What you are asked to do » Among the entries that follow, find the lines containing the string "FxHashMap" and copy them.

(Collected data)
● ● ● ●
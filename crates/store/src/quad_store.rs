//! Indexed in-memory quad store

use crate::graph::validate_statement;
use crate::{DataSource, Graph, QuadPattern, StoreResult, TermPattern};
use mirella_model::{Quad, Term};
use rustc_hash::{FxHashMap, FxHashSet};
use std::fmt;

/// An in-memory quad store with per-position indexes
///
/// Quads are kept in insertion order; subject, predicate, object and graph
/// indexes answer bound-position lookups without scanning. The most
/// selective index (smallest posting list) is chosen per query pattern.
#[derive(Clone, Default)]
pub struct QuadStore {
    quads: Vec<Quad>,
    present: FxHashSet<Quad>,
    by_subject: FxHashMap<Term, Vec<usize>>,
    by_predicate: FxHashMap<Term, Vec<usize>>,
    by_object: FxHashMap<Term, Vec<usize>>,
    by_graph: FxHashMap<Option<Term>, Vec<usize>>,
}

impl QuadStore {
    /// Create a new empty quad store
    pub fn new() -> Self {
        Self::default()
    }

    /// Insert a quad; returns `true` if it was not already present
    pub fn insert(&mut self, quad: Quad) -> StoreResult<bool> {
        validate_statement(&quad.subject, &quad.predicate, &quad.object)?;
        if self.present.contains(&quad) {
            return Ok(false);
        }

        let idx = self.quads.len();
        self.by_subject
            .entry(quad.subject.clone())
            .or_default()
            .push(idx);
        self.by_predicate
            .entry(quad.predicate.clone())
            .or_default()
            .push(idx);
        self.by_object
            .entry(quad.object.clone())
            .or_default()
            .push(idx);
        self.by_graph.entry(quad.graph.clone()).or_default().push(idx);
        self.present.insert(quad.clone());
        self.quads.push(quad);
        Ok(true)
    }

    /// Merge every triple of a graph into the store under `context`
    pub fn insert_graph(&mut self, graph: &Graph, context: Option<Term>) -> StoreResult<()> {
        for triple in graph.iter() {
            let mut quad = Quad::from(triple.clone());
            quad.graph = context.clone();
            self.insert(quad)?;
        }
        Ok(())
    }

    /// Check if a quad is present
    pub fn contains(&self, quad: &Quad) -> bool {
        self.present.contains(quad)
    }

    /// Number of quads
    pub fn len(&self) -> usize {
        self.quads.len()
    }

    /// Check if the store is empty
    pub fn is_empty(&self) -> bool {
        self.quads.is_empty()
    }

    /// Iterate over the quads in insertion order
    pub fn iter(&self) -> impl Iterator<Item = &Quad> {
        self.quads.iter()
    }

    /// The smallest posting list usable for this pattern, if any position
    /// is bound. Candidate indices are always sorted, so filtered
    /// iteration preserves insertion order.
    fn candidates(&self, pattern: &QuadPattern) -> Option<&[usize]> {
        fn consider<'a>(best: &mut Option<&'a [usize]>, list: Option<&'a Vec<usize>>) {
            // A bound position with no posting list means no match at all.
            let list = list.map(Vec::as_slice).unwrap_or(&[]);
            if best.map_or(true, |b| list.len() < b.len()) {
                *best = Some(list);
            }
        }

        let mut best: Option<&[usize]> = None;

        if let TermPattern::Concrete(t) = &pattern.subject {
            consider(&mut best, self.by_subject.get(t));
        }
        if let TermPattern::Concrete(t) = &pattern.predicate {
            consider(&mut best, self.by_predicate.get(t));
        }
        if let TermPattern::Concrete(t) = &pattern.object {
            consider(&mut best, self.by_object.get(t));
        }
        if let TermPattern::Concrete(t) = &pattern.graph {
            consider(&mut best, self.by_graph.get(&Some(t.clone())));
        }

        best
    }
}

impl DataSource for QuadStore {
    fn match_pattern<'a>(&'a self, pattern: &QuadPattern) -> Box<dyn Iterator<Item = Quad> + 'a> {
        let pattern = pattern.clone();
        match self.candidates(&pattern) {
            Some(indices) => Box::new(
                indices
                    .iter()
                    .map(|&i| &self.quads[i])
                    .filter(move |q| pattern.matches(q))
                    .cloned(),
            ),
            None => Box::new(self.quads.iter().filter(move |q| pattern.matches(q)).cloned()),
        }
    }

    fn len(&self) -> usize {
        self.quads.len()
    }
}

impl fmt::Debug for QuadStore {
    fn fmt(&self, f: &mut fmt::Formatter<'_>) -> fmt::Result {
        f.debug_struct("QuadStore").field("len", &self.len()).finish()
    }
}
● ● ● ●
Result of the task »
use rustc_hash::{FxHashMap, FxHashSet};
    by_subject: FxHashMap<Term, Vec<usize>>,
    by_predicate: FxHashMap<Term, Vec<usize>>,
    by_object: FxHashMap<Term, Vec<usize>>,
    by_graph: FxHashMap<Option<Term>, Vec<usize>>,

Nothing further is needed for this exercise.